▶ PROBLEM TO SOLVE
The lines to return are those below that contain the word "MemoryTemplateStore".
----------
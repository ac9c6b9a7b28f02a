//! Router harness for handler tests. MUST NEVER be used in production.

use std::sync::Arc;

use async_trait::async_trait;
use axum::{
    body::Body,
    http::{header, Method, Request, StatusCode},
    Router,
};
use serde_json::Value;
use tower::util::ServiceExt;
use uuid::Uuid;

use crate::auth::{issue_token, SessionKeys};
use crate::errors::AppError;
use crate::models::resume::{NewResume, Resume, ResumeChanges};
use crate::models::template::Template;
use crate::resumes::store::{MemoryResumeStore, ResumeStore};
use crate::routes::build_router;
use crate::state::AppState;
use crate::templates::store::{MemoryTemplateStore, TemplateStore};

const SECRET: &[u8] = b"handler-test-secret";

pub struct TestApp {
    router: Router,
}

impl TestApp {
    pub fn new() -> Self {
        Self::with_templates(Vec::new())
    }

    pub fn with_templates(templates: Vec<Template>) -> Self {
        Self::from_state(AppState {
            resumes: Arc::new(MemoryResumeStore::new()),
            templates: Arc::new(MemoryTemplateStore::with_templates(templates)),
            sessions: SessionKeys::new(SECRET),
        })
    }

    /// Every store call fails as if the database pool were exhausted.
    pub fn unreachable_database() -> Self {
        Self::from_state(AppState {
            resumes: Arc::new(UnreachableStore),
            templates: Arc::new(UnreachableStore),
            sessions: SessionKeys::new(SECRET),
        })
    }

    fn from_state(state: AppState) -> Self {
        Self {
            router: build_router(state),
        }
    }

    /// Sends a JSON request, signed in as `user` when given.
    pub async fn request(
        &self,
        method: Method,
        uri: &str,
        user: Option<Uuid>,
        body: Option<Value>,
    ) -> (StatusCode, Value) {
        let authorization = user.map(|id| format!("Bearer {}", issue_token(SECRET, id, 3600)));
        self.raw_request(method, uri, authorization.as_deref(), body)
            .await
    }

    pub async fn raw_request(
        &self,
        method: Method,
        uri: &str,
        authorization: Option<&str>,
        body: Option<Value>,
    ) -> (StatusCode, Value) {
        let body = match body {
            Some(json) => Body::from(json.to_string()),
            None => Body::empty(),
        };
        self.send(method, uri, authorization, body).await
    }

    /// Sends `text` verbatim as a JSON-typed body, signed in as `user` when given.
    pub async fn request_text(
        &self,
        method: Method,
        uri: &str,
        user: Option<Uuid>,
        text: &str,
    ) -> (StatusCode, Value) {
        let authorization = user.map(|id| format!("Bearer {}", issue_token(SECRET, id, 3600)));
        self.send(method, uri, authorization.as_deref(), Body::from(text.to_string()))
            .await
    }

    async fn send(
        &self,
        method: Method,
        uri: &str,
        authorization: Option<&str>,
        body: Body,
    ) -> (StatusCode, Value) {
        let mut builder = Request::builder()
            .method(method)
            .uri(uri)
            .header(header::CONTENT_TYPE, "application/json");
        if let Some(value) = authorization {
            builder = builder.header(header::AUTHORIZATION, value);
        }
        let response = self
            .router
            .clone()
            .oneshot(builder.body(body).unwrap())
            .await
            .unwrap();
        let status = response.status();
        let bytes = axum::body::to_bytes(response.into_body(), usize::MAX)
            .await
            .unwrap();
        let json = if bytes.is_empty() {
            Value::Null
        } else {
            serde_json::from_slice(&bytes).unwrap()
        };
        (status, json)
    }
}

struct UnreachableStore;

fn pool_timeout() -> AppError {
    AppError::Database(sqlx::Error::PoolTimedOut)
}

#[async_trait]
impl ResumeStore for UnreachableStore {
    async fn list_owned(&self, _owner: Uuid) -> Result<Vec<Resume>, AppError> {
        Err(pool_timeout())
    }

    async fn insert(&self, _owner: Uuid, _input: NewResume) -> Result<Resume, AppError> {
        Err(pool_timeout())
    }

    async fn find_visible(
        &self,
        _id: Uuid,
        _viewer: Option<Uuid>,
    ) -> Result<Option<Resume>, AppError> {
        Err(pool_timeout())
    }

    async fn update_owned(
        &self,
        _id: Uuid,
        _owner: Uuid,
        _changes: ResumeChanges,
    ) -> Result<Option<Resume>, AppError> {
        Err(pool_timeout())
    }

    async fn delete_owned(&self, _id: Uuid, _owner: Uuid) -> Result<bool, AppError> {
        Err(pool_timeout())
    }
}

#[async_trait]
impl TemplateStore for UnreachableStore {
    async fn list(&self) -> Result<Vec<Template>, AppError> {
        Err(pool_timeout())
    }
}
----------
▶ WRITTEN SOLUTION
use crate::templates::store::{MemoryTemplateStore, TemplateStore};
            templates: Arc::new(MemoryTemplateStore::with_templates(templates)),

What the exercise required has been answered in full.